Shawn Khazzam, head of Asia alternative solutions group

JP Morgan Asset Management

Shawn Khazzam
Shawn Khazzam

Investors have been looking for shorter-duration assets in high-quality companies that are trading at significant discounts due to the Covid-19-induced sudden economic stops, or deeply discounted credits with strong asset or cash flow characteristics that have been overlooked by the markets.

In respect of the strategies that form a diversified alternatives portfolio over the long term, distressed credit generally plays the role of enhancing portfolio return.

The significant Covid-19-induced dislocation has put even more focus on these investment opportunities, and we have strong near-term conviction in core private credit, convertible lending and distressed investing. We are seeing many asset owners and allocators either already sharing our view or starting to follow this segment closely.

Elisabeth Colleran, emerging market debt portfolio manager
Loomis Sayles

Elisabeth Colleran
Elisabeth Colleran

I am marginally more positive on Asia relative to developed markets. In general, companies in Asia and in broader emerging markets borrow for more productive reasons. In the US, a lot of financial engineering determines capital structure. So the starting point is different, and that is important for recovery. 

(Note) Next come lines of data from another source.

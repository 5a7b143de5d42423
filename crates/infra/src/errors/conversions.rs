//! Conversions from external infrastructure errors into domain errors.

use docbridge_domain::{DocStoreError, TransportError};
use reqwest::Error as HttpError;

/// Error newtype that keeps conversions on the infrastructure side and can be
/// converted back into the domain error.
#[derive(Debug)]
pub struct InfraError(pub DocStoreError);

impl From<InfraError> for DocStoreError {
    fn from(value: InfraError) -> Self {
        value.0
    }
}

impl From<DocStoreError> for InfraError {
    fn from(value: DocStoreError) -> Self {
        InfraError(value)
    }
}

/// Extension trait to make the conversion logic explicit in tests and within
/// this module.
trait IntoDocStoreError {
    fn into_docstore(self) -> DocStoreError;
}

/* -------------------------------------------------------------------------- */
/* reqwest::Error → DocStoreError */
/* -------------------------------------------------------------------------- */

impl IntoDocStoreError for HttpError {
    fn into_docstore(self) -> DocStoreError {
        // An invalid URL or header never reaches the network
        if self.is_builder() {
            return DocStoreError::Internal(format!("invalid HTTP request: {self}"));
        }

        if self.is_timeout() {
            return TransportError::Timeout(self.to_string()).into();
        }

        #[cfg(not(target_arch = "wasm32"))]
        if self.is_connect() {
            return TransportError::Connection(self.to_string()).into();
        }

        if self.is_decode() {
            return DocStoreError::MalformedResponse(self.to_string());
        }

        TransportError::Request(self.to_string()).into()
    }
}

impl From<HttpError> for InfraError {
    fn from(value: HttpError) -> Self {
        InfraError(value.into_docstore())
    }
}

/// Shorthand used at call sites that work with `DocStoreError` directly.
pub(crate) fn from_http(err: HttpError) -> DocStoreError {
    InfraError::from(err).into()
}

/* -------------------------------------------------------------------------- */
/* Tests */
/* -------------------------------------------------------------------------- */

#[cfg(test)]
mod tests {
    use std::net::TcpListener;
    use std::time::Duration;

    use reqwest::Client;
    use wiremock::matchers::method;
    use wiremock::{Mock, MockServer, ResponseTemplate};

    use super::*;

    #[tokio::test]
    async fn slow_response_maps_to_timeout() {
        let server = MockServer::start().await;
        Mock::given(method("GET"))
            .respond_with(ResponseTemplate::new(200).set_delay(Duration::from_millis(500)))
            .mount(&server)
            .await;

        let client =
            Client::builder().timeout(Duration::from_millis(50)).no_proxy().build().unwrap();
        let error = client.get(server.uri()).send().await.unwrap_err();

        let mapped: DocStoreError = InfraError::from(error).into();
        assert!(
            matches!(mapped, DocStoreError::Transport(TransportError::Timeout(_))),
            "expected timeout, got {mapped:?}"
        );
    }

    #[tokio::test]
    async fn refused_connection_maps_to_connection_error() {
        let listener = TcpListener::bind("127.0.0.1:0").unwrap();
        let addr = listener.local_addr().unwrap();
        drop(listener); // release the port so that requests fail with ECONNREFUSED

        let client = Client::builder().no_proxy().build().unwrap();
        let error = client.get(format!("http://{addr}")).send().await.unwrap_err();

        let mapped = from_http(error);
        assert!(
            matches!(mapped, DocStoreError::Transport(TransportError::Connection(_))),
            "expected connection error, got {mapped:?}"
        );
        assert!(mapped.classify().is_retryable());
    }

    #[test]
    fn invalid_url_maps_to_internal_error() {
        let client = Client::new();
        let error = client.get("not a url").build().unwrap_err();

        match from_http(error) {
            DocStoreError::Internal(msg) => assert!(msg.contains("invalid HTTP request")),
            other => panic!("expected internal error, got {other:?}"),
        }
    }
}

On the other hand, we tend to see more opaque inter-company transactions in Asia, which can make traditional recovery analysis difficult. The key is what kind of certainty can you put around a situation. A distressed investor needs to realistically assess: what do I know about this industry, the company, its management and willingness to pay?

Institutional investors looking at this space need to have boots on the ground. It is so important to have a close view of the key relationships impacting a credit, including the owner, customers, suppliers, regulators and – critical to distressed names – the relationship banks.

I believe we will see increasing interest in the distressed space in Asia as we start to see more clarity on the reopening from the lockdown. Some sectors and firms have been unreasonably punished by this market, and investors with a longer-term view will be attracted by potential high returns.